WHAT YOU WILL DO
Take the line containing "let aggregator = InputAggregator::new(settings.repeat_ticks);" and every line after it in the data below, and print them exactly as given, with nothing else.

(Stored data)
//! Keyboard session
//!
//! One invocation of the on-screen keyboard: poll input, update the edit
//! state, draw, present, sleep. Ends on commit or cancel and hands back
//! the resulting text.

use log::{debug, info, warn};
use std::time::Duration;

use crate::config::Config;
use crate::constants::{
    DEFAULT_FALLBACK_TEXT, FONT_SIZE, MAX_REPEAT_TICKS, REPEAT_TICKS, TICK_MS,
};
use crate::display::{Compositor, DisplayBackend};
use crate::font::{FontGlyphs, FontService, GlyphSource};
use crate::input::{InputAggregator, PadButtons, PrimaryController, SecondaryControllers};

use super::edit::{EditState, Editor};
use super::layout::{hit_test, FieldGeometry, GridCursor};
use super::render::{draw_frame, Frame, IconLabels, Palette};

/// Tick pacing
pub trait Clock {
    fn sleep(&mut self, duration: Duration);
}

/// Wall-clock sleeping
pub struct SystemClock;

impl Clock for SystemClock {
    fn sleep(&mut self, duration: Duration) {
        std::thread::sleep(duration);
    }
}

/// Per-session tunables
#[derive(Debug, Clone)]
pub struct KeyboardSettings {
    pub fallback_text: String,
    pub tick: Duration,
    pub repeat_ticks: u32,
    pub font_size: f32,
    pub palette: Palette,
}

impl Default for KeyboardSettings {
    fn default() -> Self {
        Self {
            fallback_text: DEFAULT_FALLBACK_TEXT.to_string(),
            tick: Duration::from_millis(TICK_MS),
            repeat_ticks: REPEAT_TICKS,
            font_size: FONT_SIZE,
            palette: Palette::default(),
        }
    }
}

impl From<&Config> for KeyboardSettings {
    fn from(config: &Config) -> Self {
        let font_size = if config.font.size > 0.0 {
            config.font.size
        } else {
            warn!("Invalid font size {}, using {}", config.font.size, FONT_SIZE);
            FONT_SIZE
        };
        let repeat_ticks = config.keyboard.repeat_ticks.clamp(1, MAX_REPEAT_TICKS);
        if repeat_ticks != config.keyboard.repeat_ticks {
            warn!(
                "repeat_ticks {} out of range, using {}",
                config.keyboard.repeat_ticks, repeat_ticks
            );
        }
        Self {
            fallback_text: config.keyboard.fallback_text.clone(),
            tick: Duration::from_millis(config.keyboard.tick_ms),
            repeat_ticks,
            font_size,
            palette: Palette::from(&config.appearance),
        }
    }
}

/// Host collaborators borrowed for the duration of a session
pub struct KeyboardContext<'a> {
    pub display: &'a mut dyn DisplayBackend,
    pub fonts: &'a dyn FontService,
    pub primary: &'a mut dyn PrimaryController,
    pub secondary: &'a mut dyn SecondaryControllers,
    pub clock: &'a mut dyn Clock,
    pub settings: KeyboardSettings,
}

/// Run the keyboard until the user commits or cancels.
///
/// Returns the committed text, the original text on cancel, or the
/// original text unchanged when no usable font is available.
pub fn run_keyboard(initial: &str, max_length: usize, ctx: &mut KeyboardContext<'_>) -> String {
    let glyphs = match FontGlyphs::load(ctx.fonts, ctx.settings.font_size) {
        Ok(glyphs) => glyphs,
        Err(e) => {
            warn!("Keyboard not shown: {}", e);
            return initial.to_string();
        }
    };
    run_with_glyphs(initial, max_length, ctx, &glyphs)
}

/// Run a session with an already loaded glyph source
pub fn run_with_glyphs<G: GlyphSource + ?Sized>(
    initial: &str,
    max_length: usize,
    ctx: &mut KeyboardContext<'_>,
    glyphs: &G,
) -> String {
    let mut session = KeyboardSession::new(initial, max_length, ctx, glyphs);
    loop {
        if let Some(result) = session.tick() {
            return result;
        }
        session.wait();
    }
}

pub struct KeyboardSession<'s, 'a, G: GlyphSource + ?Sized> {
    ctx: &'s mut KeyboardContext<'a>,
    glyphs: &'s G,
    compositor: Compositor,
    aggregator: InputAggregator,
    editor: Editor,
    selection: GridCursor,
    field: FieldGeometry,
    icons: IconLabels,
    frames: u64,
}

impl<'s, 'a, G: GlyphSource + ?Sized> KeyboardSession<'s, 'a, G> {
    pub fn new(
        initial: &str,
        max_length: usize,
        ctx: &'s mut KeyboardContext<'a>,
        glyphs: &'s G,
    ) -> Self {
        let capacity = max_length.max(1);
        let compositor = Compositor::attach(&mut *ctx.display);
        let field = FieldGeometry::new(glyphs, capacity, ctx.settings.font_size as i32);
        let icons = IconLabels::resolve(glyphs);
        let editor = Editor::new(initial, capacity, &ctx.settings.fallback_text);

        info!(
            "Keyboard session started (capacity {}, {} chars seeded)",
            capacity,
            editor.buffer().len()
        );

        Self {
            aggregator: InputAggregator::new(ctx.settings.repeat_ticks),
            ctx,
            glyphs,
            compositor,
            editor,
            selection: GridCursor::default(),
            field,
            icons,
            frames: 0,
        }
    }

    pub fn selection(&self) -> GridCursor {
        self.selection
    }

    pub fn editor(&self) -> &Editor {
        &self.editor
    }

    /// Frames presented so far
    pub fn frames(&self) -> u64 {
        self.frames
    }

    /// One poll/update/draw cycle; Some(text) once the session is over
    pub fn tick(&mut self) -> Option<String> {
        let tick = self.aggregator.tick(
            &mut *self.ctx.primary,
            &mut *self.ctx.secondary,
            |p| hit_test(p).is_some(),
        );

        let mut confirm = false;
        if let Some(cell) = tick.pointer.and_then(hit_test) {
            self.selection = cell;
            confirm = true;
        } else if tick.fire {
            let buttons = tick.frame.buttons;
            if buttons.contains(PadButtons::RIGHT) {
                self.selection = self.selection.step(1, 0);
            }
            if buttons.contains(PadButtons::LEFT) {
                self.selection = self.selection.step(-1, 0);
            }
            if buttons.contains(PadButtons::DOWN) {
                self.selection = self.selection.step(0, 1);
            }
            if buttons.contains(PadButtons::UP) {
                self.selection = self.selection.step(0, -1);
            }
            if buttons.contains(PadButtons::CANCEL) {
                self.editor.cancel();
            }
            confirm = buttons.contains(PadButtons::CONFIRM);
        }

        if confirm {
            debug!("Key {} pressed", self.selection.index());
            self.editor.press(self.selection.index());
        }

        match self.editor.state() {
            EditState::Editing => {}
            EditState::Committed(text) => {
                info!("Keyboard session committed ({} chars)", text.chars().count());
                return Some(text.clone());
            }
            EditState::Cancelled(text) => {
                info!("Keyboard session cancelled");
                return Some(text.clone());
            }
        }

        if tick.redraw {
            self.draw();
        }
        None
    }

    /// Sleep until the next tick
    pub fn wait(&mut self) {
        self.ctx.clock.sleep(self.ctx.settings.tick);
    }

    fn draw(&mut self) {
        let display = &mut *self.ctx.display;
        let palette = &self.ctx.settings.palette;

        self.compositor.clear(&mut *display, palette.background);
        {
            let mut canvas = self.compositor.canvas(&mut *display);
            let buffer = self.editor.buffer();
            let frame = Frame {
                selection: self.selection,
                text: buffer.chars(),
                cursor: buffer.cursor(),
                field: &self.field,
                icons: &self.icons,
                palette,
            };
            draw_frame(&mut canvas, self.glyphs, &frame);
        }
        self.compositor.present(display);
        self.frames += 1;
    }
}

impl<G: GlyphSource + ?Sized> Drop for KeyboardSession<'_, '_, G> {
    fn drop(&mut self) {
        debug!("Keyboard session closed after {} frames", self.frames);
    }
}

#[cfg(test)]
mod tests {
    use super::*;

    #[test]
    fn test_settings_clamp_repeat_ticks() {
        let mut config = Config::default();
        config.keyboard.repeat_ticks = u32::MAX;
        let settings = KeyboardSettings::from(&config);
        assert_eq!(settings.repeat_ticks, MAX_REPEAT_TICKS);
        let aggregator = InputAggregator::new(settings.repeat_ticks);
        assert_eq!(aggregator.gate().cooldown(), MAX_REPEAT_TICKS + 1);

        config.keyboard.repeat_ticks = 0;
        assert_eq!(KeyboardSettings::from(&config).repeat_ticks, 1);
    }

    #[test]
    fn test_settings_reject_bad_font_size() {
        let mut config = Config::default();
        config.font.size = -3.0;
        assert_eq!(KeyboardSettings::from(&config).font_size, FONT_SIZE);
        config.font.size = 18.0;
        assert_eq!(KeyboardSettings::from(&config).font_size, 18.0);
    }
}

TASK RESPONSE
        let aggregator = InputAggregator::new(settings.repeat_ticks);
        assert_eq!(aggregator.gate().cooldown(), MAX_REPEAT_TICKS + 1);

        config.keyboard.repeat_ticks = 0;
        assert_eq!(KeyboardSettings::from(&config).repeat_ticks, 1);
    }

    #[test]
    fn test_settings_reject_bad_font_size() {
        let mut config = Config::default();
        config.font.size = -3.0;
        assert_eq!(KeyboardSettings::from(&config).font_size, FONT_SIZE);
        config.font.size = 18.0;
        assert_eq!(KeyboardSettings::from(&config).font_size, 18.0);
    }
}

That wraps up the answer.